- Carte d’une partie des opérations de la guerre entre Paris et Tours, 1870-1871
dessinée par le Major von der Lochau, 1895
Saclas est niché le long de la Juine à 10 km au Sud d’Etampes dans l’ancien département de la Seine-et-Oise.
Charles Tiffagnon, 37 ans, s’y trouve mentionné en 1866 lors du recensement de Saclas, avec sa femme Honorine Heurteur, institutrice en disponibilité, 35 ans, et leurs enfants Marie Ursule Emilie, 10 ans, ainsi que George Henri Marius. Celui-ci est né le 21 juin 1864 à Septeuil, où son père était instituteur depuis 1862.
La famille reste seulement pendant deux ans, de 1862 et 1864, dans cette localité. Cependant, pendant ce court temps, il a pu fonder un orphéon d’adultes et de jeunes gens [1].
Sa prochaine affectation sera le village de Saclas, où il restera sept ans avant de partir pour une seule année comme instituteur à Montalet-le-Bois [2]. Il n’est pas étonnant que Charles Tiffagnon n’y enseigne qu’une année si on sait que ce village n’a qu’environ 180 habitants contre 740 à Saclas à la même époque.
- Signature de Charles Tiffagnon
- Acte de naissance de sa fille Caroline Estelle Isabelle
le 12 septembre 1867 à Saclas
La famille Tiffagnon, qui s’agrandit d’un troisième enfant en 1867 avec la naissance de leur fille Caroline, vit donc pendant la guerre franco-allemande à Saclas, où le couple s’est pleinement investi pendant ce temps douloureux pour la population française.

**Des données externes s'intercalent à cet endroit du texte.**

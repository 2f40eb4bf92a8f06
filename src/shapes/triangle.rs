use crate::core::geometry::{Bounds3f, Point3f, Ray, Union};
use crate::core::interaction::SurfaceInteraction;
use crate::core::primitive::Primitive;
use crate::Float;

/// Rays closer to parallel than this to the triangle plane never hit.
const DET_EPSILON: Float = 1e-5;
/// Padding applied to flat bounds so no axis collapses to zero width.
const BOUNDS_PADDING: Float = 1e-4;

pub struct Triangle {
    v0: Point3f,
    v1: Point3f,
    v2: Point3f,
}

impl Triangle {
    pub fn new(v0: Point3f, v1: Point3f, v2: Point3f) -> Self {
        Triangle { v0, v1, v2 }
    }
}

impl Primitive for Triangle {
    fn world_bound(&self) -> Bounds3f {
        let mut bounds = Bounds3f::new(self.v0, self.v1).union(&self.v2);
        for axis in 0..3 {
            if bounds.min[axis] == bounds.max[axis] {
                bounds.min[axis] -= BOUNDS_PADDING;
                bounds.max[axis] += BOUNDS_PADDING;
            }
        }
        bounds
    }

    /// Möller-Trumbore intersection.
    fn intersect(&self, ray: &Ray, t_min: Float, t_max: Float) -> Option<SurfaceInteraction> {
        let e1 = self.v1 - self.v0;
        let e2 = self.v2 - self.v0;
        let pvec = ray.d.cross(&e2);
        let det = e1.dot(&pvec);
        if det.abs() < DET_EPSILON {
            return None;
        }
        let inv_det = 1.0 / det;

        let tvec = ray.o - self.v0;
        let u = tvec.dot(&pvec) * inv_det;
        if u < 0.0 || u > 1.0 {
            return None;
        }

        let qvec = tvec.cross(&e1);
        let v = ray.d.dot(&qvec) * inv_det;
        if v < 0.0 || u + v > 1.0 {
            return None;
        }

        let t = e2.dot(&qvec) * inv_det;
        if t <= t_min || t >= t_max {
            return None;
        }

        let mut si = SurfaceInteraction::new(ray.at(t), t);
        si.u = u;
        si.v = v;
        si.set_face_normal(ray, e1.cross(&e2).normalize());
        Some(si)
    }
}
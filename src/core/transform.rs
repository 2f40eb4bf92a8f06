use crate::core::geometry::{Bounds3f, Point3f, Ray, Union, Vector3f};
use crate::core::radians;
use crate::Float;
use std::ops::Mul;

#[derive(Debug, Copy, Clone, PartialEq)]
pub struct Matrix4x4 {
    pub m: [[Float; 4]; 4],
}

impl Matrix4x4 {
    pub fn identity() -> Self {
        let mut m = [[0.0; 4]; 4];
        for i in 0..4 {
            m[i][i] = 1.0;
        }
        Matrix4x4 { m }
    }

    pub fn transpose(&self) -> Matrix4x4 {
        let mut m = [[0.0; 4]; 4];
        for i in 0..4 {
            for j in 0..4 {
                m[i][j] = self.m[j][i];
            }
        }
        Matrix4x4 { m }
    }

    /// Gauss-Jordan elimination with full pivoting.
    pub fn inverse(&self) -> Matrix4x4 {
        let mut indexc = [0usize; 4];
        let mut indexr = [0usize; 4];
        let mut ipiv = [0usize; 4];
        let mut minv = self.m;
        for i in 0..4 {
            let mut irow = 0;
            let mut icol = 0;
            let mut big = 0.0;
            for j in 0..4 {
                if ipiv[j] != 1 {
                    for k in 0..4 {
                        if ipiv[k] == 0 {
                            if minv[j][k].abs() >= big {
                                big = minv[j][k].abs();
                                irow = j;
                                icol = k;
                            }
                        } else if ipiv[k] > 1 {
                            panic!("singular matrix in matrix_invert");
                        }
                    }
                }
            }
            ipiv[icol] += 1;
            if irow != icol {
                for k in 0..4 {
                    let tmp = minv[irow][k];
                    minv[irow][k] = minv[icol][k];
                    minv[icol][k] = tmp;
                }
            }

            indexr[i] = irow;
            indexc[i] = icol;
            if minv[icol][icol] == 0.0 {
                panic!("singular matrix in matrix_invert");
            }

            let pivinv = 1.0 / minv[icol][icol];
            minv[icol][icol] = 1.0;
            for j in 0..4 {
                minv[icol][j] *= pivinv;
            }

            for j in 0..4 {
                if j != icol {
                    let save = minv[j][icol];
                    minv[j][icol] = 0.0;
                    for k in 0..4 {
                        minv[j][k] -= minv[icol][k] * save;
                    }
                }
            }
        }

        for j in (0..4).rev() {
            if indexr[j] != indexc[j] {
                for k in 0..4 {
                    let tmp = minv[k][indexr[j]];
                    minv[k][indexr[j]] = minv[k][indexc[j]];
                    minv[k][indexc[j]] = tmp;
                }
            }
        }

        Matrix4x4 { m: minv }
    }
}

impl From<[[Float; 4]; 4]> for Matrix4x4 {
    fn from(m: [[Float; 4]; 4]) -> Self {
        Matrix4x4 { m }
    }
}

impl Mul for &Matrix4x4 {
    type Output = Matrix4x4;

    fn mul(self, rhs: Self) -> Self::Output {
        let mut r = [[0.0; 4]; 4];
        for i in 0..4 {
            for j in 0..4 {
                r[i][j] = self.m[i][0] * rhs.m[0][j]
                    + self.m[i][1] * rhs.m[1][j]
                    + self.m[i][2] * rhs.m[2][j]
                    + self.m[i][3] * rhs.m[3][j];
            }
        }
        Matrix4x4 { m: r }
    }
}

/// Affine transform carrying its matrix and the precomputed inverse.
#[derive(Debug, Copy, Clone, PartialEq)]
pub struct Transformf {
    m: Matrix4x4,
    m_inv: Matrix4x4,
}

impl Default for Transformf {
    fn default() -> Self {
        Transformf::identity()
    }
}

impl Transformf {
    pub fn new(m: Matrix4x4) -> Self {
        let m_inv = m.inverse();
        Transformf { m, m_inv }
    }

    pub fn from_parts(m: Matrix4x4, m_inv: Matrix4x4) -> Self {
        Transformf { m, m_inv }
    }

    pub fn identity() -> Self {
        Transformf {
            m: Matrix4x4::identity(),
            m_inv: Matrix4x4::identity(),
        }
    }

    pub fn translate(delta: &Vector3f) -> Self {
        let mut m = Matrix4x4::identity();
        m.m[0][3] = delta.x;
        m.m[1][3] = delta.y;
        m.m[2][3] = delta.z;
        let mut m_inv = Matrix4x4::identity();
        m_inv.m[0][3] = -delta.x;
        m_inv.m[1][3] = -delta.y;
        m_inv.m[2][3] = -delta.z;
        Transformf { m, m_inv }
    }

    pub fn scale(x: Float, y: Float, z: Float) -> Self {
        let mut m = Matrix4x4::identity();
        m.m[0][0] = x;
        m.m[1][1] = y;
        m.m[2][2] = z;
        let mut m_inv = Matrix4x4::identity();
        m_inv.m[0][0] = 1.0 / x;
        m_inv.m[1][1] = 1.0 / y;
        m_inv.m[2][2] = 1.0 / z;
        Transformf { m, m_inv }
    }

    pub fn rotate_x(theta: Float) -> Self {
        let (sin_t, cos_t) = radians(theta).sin_cos();
        let mut m = Matrix4x4::identity();
        m.m[1][1] = cos_t;
        m.m[1][2] = -sin_t;
        m.m[2][1] = sin_t;
        m.m[2][2] = cos_t;
        Transformf {
            m,
            m_inv: m.transpose(),
        }
    }

    pub fn rotate_y(theta: Float) -> Self {
        let (sin_t, cos_t) = radians(theta).sin_cos();
        let mut m = Matrix4x4::identity();
        m.m[0][0] = cos_t;
        m.m[0][2] = sin_t;
        m.m[2][0] = -sin_t;
        m.m[2][2] = cos_t;
        Transformf {
            m,
            m_inv: m.transpose(),
        }
    }

    pub fn rotate_z(theta: Float) -> Self {
        let (sin_t, cos_t) = radians(theta).sin_cos();
        let mut m = Matrix4x4::identity();
        m.m[0][0] = cos_t;
        m.m[0][1] = -sin_t;
        m.m[1][0] = sin_t;
        m.m[1][1] = cos_t;
        Transformf {
            m,
            m_inv: m.transpose(),
        }
    }

    pub fn inverse(&self) -> Transformf {
        Transformf {
            m: self.m_inv,
            m_inv: self.m,
        }
    }

    pub fn matrix(&self) -> &Matrix4x4 {
        &self.m
    }

    pub fn inverse_matrix(&self) -> &Matrix4x4 {
        &self.m_inv
    }

    pub fn transform_point(&self, p: &Point3f) -> Point3f {
        let m = &self.m.m;
        let x = m[0][0] * p.x + m[0][1] * p.y + m[0][2] * p.z + m[0][3];
        let y = m[1][0] * p.x + m[1][1] * p.y + m[1][2] * p.z + m[1][3];
        let z = m[2][0] * p.x + m[2][1] * p.y + m[2][2] * p.z + m[2][3];
        let w = m[3][0] * p.x + m[3][1] * p.y + m[3][2] * p.z + m[3][3];
        if w == 1.0 {
            Point3f::new(x, y, z)
        } else {
            Point3f::new(x / w, y / w, z / w)
        }
    }

    pub fn transform_vector(&self, v: &Vector3f) -> Vector3f {
        let m = &self.m.m;
        Vector3f::new(
            m[0][0] * v.x + m[0][1] * v.y + m[0][2] * v.z,
            m[1][0] * v.x + m[1][1] * v.y + m[1][2] * v.z,
            m[2][0] * v.x + m[2][1] * v.y + m[2][2] * v.z,
        )
    }

    /// Normals transform by the inverse transpose.
    pub fn transform_normal(&self, n: &Vector3f) -> Vector3f {
        let m = &self.m_inv.m;
        Vector3f::new(
            m[0][0] * n.x + m[1][0] * n.y + m[2][0] * n.z,
            m[0][1] * n.x + m[1][1] * n.y + m[2][1] * n.z,
            m[0][2] * n.x + m[1][2] * n.y + m[2][2] * n.z,
        )
    }

    pub fn transform_ray(&self, ray: &Ray) -> Ray {
        Ray::new(self.transform_point(&ray.o), self.transform_vector(&ray.d))
    }

    /// Conservative bounds transform: union of the eight transformed corners.
    pub fn transform_bounds(&self, b: &Bounds3f) -> Bounds3f {
        let mut out = Bounds3f::default();
        for i in 0..8 {
            let corner = Point3f::new(
                if i & 1 == 0 { b.min.x } else { b.max.x },
                if i & 2 == 0 { b.min.y } else { b.max.y },
                if i & 4 == 0 { b.min.z } else { b.max.z },
            );
            out = out.union(&self.transform_point(&corner));
        }
        out
    }
}

impl Mul for &Transformf {
    type Output = Transformf;

    fn mul(self, rhs: Self) -> Self::Output {
        Transformf {
            m: &self.m * &rhs.m,
            m_inv: &rhs.m_inv * &self.m_inv,
        }
    }
}
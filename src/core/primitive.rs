use crate::core::geometry::{Bounds3f, Ray};
use crate::core::interaction::SurfaceInteraction;
use crate::core::transform::Transformf;
use crate::Float;
use std::sync::Arc;

/// Capability contract every intersectable object satisfies: a world-space
/// bounding box and a nearest-hit query over `(t_min, t_max)`. A built
/// hierarchy implements it too, so hierarchies nest inside hierarchies.
pub trait Primitive: Send + Sync {
    fn world_bound(&self) -> Bounds3f;
    fn intersect(&self, ray: &Ray, t_min: Float, t_max: Float) -> Option<SurfaceInteraction>;
}

pub type PrimitiveDt = Arc<dyn Primitive>;

/// A primitive placed in the scene under an affine transform. Rays are
/// pulled into the primitive's local space for the actual test; the hit
/// point and normal are pushed back out afterwards.
pub struct TransformedPrimitive {
    primitive: PrimitiveDt,
    primitive_to_world: Transformf,
}

impl TransformedPrimitive {
    pub fn new(primitive: PrimitiveDt, primitive_to_world: Transformf) -> Self {
        TransformedPrimitive {
            primitive,
            primitive_to_world,
        }
    }
}

impl Primitive for TransformedPrimitive {
    fn world_bound(&self) -> Bounds3f {
        self.primitive_to_world
            .transform_bounds(&self.primitive.world_bound())
    }

    fn intersect(&self, ray: &Ray, t_min: Float, t_max: Float) -> Option<SurfaceInteraction> {
        let local_ray = self.primitive_to_world.inverse().transform_ray(ray);
        let mut si = self.primitive.intersect(&local_ray, t_min, t_max)?;
        let p_world = self.primitive_to_world.transform_point(&si.p);
        let n_world = self
            .primitive_to_world
            .transform_normal(&si.n)
            .normalize();
        si.p = p_world;
        // The local parametric t is not a world distance once the transform
        // scales non-uniformly; report the distance measured outside.
        si.t = (p_world - ray.o).length() / ray.d.length();
        si.set_face_normal(ray, n_world);
        Some(si)
    }
}
use crate::core::geometry::Bounds3f;

/// One node of the hierarchy. `count > 0` marks a leaf, in which case
/// `left_first` is the start of the node's range in the primitive index
/// array. Interior nodes have `count == 0` and `left_first` pointing at the
/// left child; the right child always sits at `left_first + 1`.
#[derive(Debug, Default, Copy, Clone)]
pub struct BVHNode {
    pub(crate) bounds: Bounds3f,
    pub(crate) left_first: usize,
    pub(crate) count: usize,
}

impl BVHNode {
    pub fn bounds(&self) -> Bounds3f {
        self.bounds
    }

    pub fn is_leaf(&self) -> bool {
        self.count > 0
    }

    pub fn first(&self) -> usize {
        self.left_first
    }

    pub fn count(&self) -> usize {
        self.count
    }

    pub fn left_child(&self) -> usize {
        self.left_first
    }

    pub fn right_child(&self) -> usize {
        self.left_first + 1
    }
}

/// Fixed-capacity node storage addressed by index. `2N` slots are enough
/// for any binary tree over `N` primitives: the root lives at slot 0, slot 1
/// stays unused, and the remaining slots are handed out two at a time so
/// siblings stay adjacent.
///
/// Two allocation cursors exist: the top cursor (starts at 2, grows upward)
/// feeds top-down subdivision, the bottom cursor (starts at `2N - 1`,
/// shrinks downward) feeds bottom-up clustering. A single build uses exactly
/// one of them; running a cursor past the other is a builder bug and
/// asserts.
pub struct NodeArena {
    nodes: Vec<BVHNode>,
    top: usize,
    bottom: usize,
}

impl NodeArena {
    pub fn new(n_primitives: usize) -> Self {
        let capacity = (2 * n_primitives).max(2);
        NodeArena {
            nodes: vec![BVHNode::default(); capacity],
            top: 2,
            bottom: capacity - 1,
        }
    }

    pub fn capacity(&self) -> usize {
        self.nodes.len()
    }

    /// Slots consumed so far by the top cursor, root included.
    pub fn top_used(&self) -> usize {
        self.top - 1
    }

    pub fn alloc_top_pair(&mut self) -> (usize, usize) {
        assert!(
            self.top + 2 <= self.nodes.len(),
            "node arena exhausted: top cursor at {} of {}",
            self.top,
            self.nodes.len()
        );
        let left = self.top;
        self.top += 2;
        (left, left + 1)
    }

    pub fn alloc_bottom_pair(&mut self) -> (usize, usize) {
        assert!(
            self.bottom >= 3,
            "node arena exhausted: bottom cursor at {}",
            self.bottom
        );
        let right = self.bottom;
        self.bottom -= 2;
        (right - 1, right)
    }

    pub fn get(&self, index: usize) -> &BVHNode {
        &self.nodes[index]
    }

    pub fn get_mut(&mut self, index: usize) -> &mut BVHNode {
        &mut self.nodes[index]
    }

    pub fn nodes(&self) -> &[BVHNode] {
        &self.nodes
    }
}
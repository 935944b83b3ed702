use serde::{Deserialize, Serialize};

use super::board::Cell;

/// One of the two sides. `A` plays `X` and conventionally moves first.
#[derive(Debug, Clone, Copy, PartialEq, Eq, Hash, Serialize, Deserialize)]
pub enum Player {
    #[serde(rename = "x", alias = "X")]
    A,
    #[serde(rename = "o", alias = "O")]
    B,
}

impl Player {
    /// Get the other player
    pub fn other(self) -> Player {
        match self {
            Player::A => Player::B,
            Player::B => Player::A,
        }
    }

    /// Convert player to cell type
    pub fn to_cell(self) -> Cell {
        match self {
            Player::A => Cell::PlayerA,
            Player::B => Cell::PlayerB,
        }
    }

    /// Marker drawn on the board.
    pub fn symbol(self) -> char {
        match self {
            Player::A => 'X',
            Player::B => 'O',
        }
    }

    /// Parse a marker symbol, case-insensitively.
    pub fn from_symbol(symbol: char) -> Option<Player> {
        match symbol.to_ascii_uppercase() {
            'X' => Some(Player::A),
            'O' => Some(Player::B),
            _ => None,
        }
    }
}
use crate::ai::Agent;
use crate::game::{GameState, GameStatus, Player};
use crossterm::event::{self, Event, KeyCode, KeyEvent, KeyEventKind};
use ratatui::{backend::Backend, Terminal};
use std::io;
use tracing::{debug, warn};

pub struct App {
    game_state: GameState,
    human: Player,
    agent: Box<dyn Agent>,
    selected_column: usize,
    should_quit: bool,
    message: Option<String>,
}

impl App {
    pub fn new(game_state: GameState, human: Player, agent: Box<dyn Agent>) -> Self {
        let selected_column = game_state.board().width() / 2;
        let mut app = App {
            game_state,
            human,
            agent,
            selected_column,
            should_quit: false,
            message: None,
        };
        app.play_agent_turn();
        app
    }

    /// Main application loop
    pub fn run<B: Backend>(&mut self, terminal: &mut Terminal<B>) -> io::Result<()> {
        loop {
            terminal
                .draw(|f| self.render(f))
                .map_err(|e| io::Error::other(e.to_string()))?;

            if self.should_quit {
                break;
            }

            self.handle_events()?;
        }
        Ok(())
    }

    /// Handle keyboard events
    fn handle_events(&mut self) -> io::Result<()> {
        if event::poll(std::time::Duration::from_millis(100))? {
            if let Event::Key(key) = event::read()? {
                if key.kind == KeyEventKind::Press {
                    self.handle_key(key);
                }
            }
        }
        Ok(())
    }

    /// Handle key press
    fn handle_key(&mut self, key: KeyEvent) {
        // Clear message on any key press
        self.message = None;

        match key.code {
            KeyCode::Char('q') | KeyCode::Esc => {
                self.should_quit = true;
            }
            KeyCode::Left => {
                self.selected_column = self.selected_column.saturating_sub(1);
            }
            KeyCode::Right => {
                if self.selected_column + 1 < self.game_state.board().width() {
                    self.selected_column += 1;
                }
            }
            KeyCode::Char(c) if c.is_ascii_digit() => {
                let col = c.to_digit(10).unwrap_or(0) as usize;
                if col < self.game_state.board().width() {
                    self.selected_column = col;
                }
            }
            KeyCode::Enter | KeyCode::Char(' ') => {
                self.drop_piece();
            }
            KeyCode::Char('r') => {
                self.game_state.reset();
                self.selected_column = self.game_state.board().width() / 2;
                self.message = Some("New game started!".to_string());
                self.play_agent_turn();
            }
            _ => {}
        }
    }

    /// Drop the human's piece in the selected column, then let the agent reply.
    fn drop_piece(&mut self) {
        if self.game_state.is_terminal() {
            self.message = Some("Game over! Press 'r' to restart.".to_string());
            return;
        }

        match self.game_state.apply_move_mut(self.selected_column) {
            Ok(GameStatus::InProgress) => self.play_agent_turn(),
            Ok(status) => self.announce(status),
            Err(e) => {
                debug!(error = %e, "move refused");
                self.message = Some(format!("Cannot play there: {e}"));
            }
        }
    }

    /// Let the agent move if it is the agent's turn.
    fn play_agent_turn(&mut self) {
        if self.game_state.is_terminal() || self.game_state.current_player() == self.human {
            return;
        }
        let Some(col) = self.agent.select_action(&self.game_state) else {
            warn!(agent = self.agent.name(), "agent had no move");
            return;
        };
        match self.game_state.apply_move_mut(col) {
            Ok(GameStatus::InProgress) => {
                self.message = Some(format!("{} played column {}", self.agent.name(), col));
            }
            Ok(status) => self.announce(status),
            Err(e) => warn!(agent = self.agent.name(), col, error = %e, "agent move refused"),
        }
    }

    fn announce(&mut self, status: GameStatus) {
        self.message = match status {
            GameStatus::WonBy(player) if player == self.human => Some("You win!".to_string()),
            GameStatus::WonBy(player) => Some(format!("{} wins!", player.symbol())),
            GameStatus::Drawn => Some("It's a draw!".to_string()),
            GameStatus::InProgress => None,
        };
    }

    /// Render the UI
    fn render(&self, frame: &mut ratatui::Frame) {
        super::game_view::render(
            frame,
            &self.game_state,
            self.selected_column,
            &self.message,
            self.agent.name(),
        );
    }
}
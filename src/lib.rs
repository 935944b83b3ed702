//! # Connect Four
//!
//! Rules engine for Connect Four on a board of any size, with a one-ply
//! lookahead opponent and two front ends.
//!
//! ## Modules
//!
//! - [`game`] — Board, run detection, players, game state machine
//! - [`ai`] — Agent trait, lookahead and random opponents
//! - [`session`] — Line-oriented game loop over any reader/writer
//! - [`ui`] — Terminal UI
//! - [`config`] — TOML configuration loading and validation
//! - [`logging`] — Tracing subscriber setup
//! - [`error`] — Structured error types

pub mod ai;
pub mod config;
pub mod error;
pub mod game;
pub mod logging;
pub mod session;
pub mod ui;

Un brouillon de lettre [3] rédigé par l’instituteur, et ceci probablement après la guerre, à une date et à une personne inconnues, décrit parfaitement ce que vécurent les habitants de Saclas durant la guerre franco-allemande.
Début du brouillon de Charles Tiffagnon
Je ne me suis jamais de ma vie mêlé d’élections. J’ai toujours eu le bon esprit de me tenir à l’écart de ces luttes et je m’en suis toujours bien trouvé. Ce n’est donc pas aujourd’hui que je vais commencer.
Je ne me suis uni en quoi que ce soit avec personnes, j’ai gardé mon opinion pour moi et ne l’ai communiqué à qui que ce soit.
Si je me suis aliéné l’esprit de deux ou trois personnes riches par conséquent influentes, cela ne vient donc pas de là, ceci n’était qu’un prétexte ; il y a des personnes qui veulent toujours avoir le dessus ; non contentes d’avoir la fortune, les honneurs, elles ne souffrent pas aisément que les faibles et les petits les surpassent en générosité, en grandeur d’âme, en désintéressement, c’est ce qui arrive.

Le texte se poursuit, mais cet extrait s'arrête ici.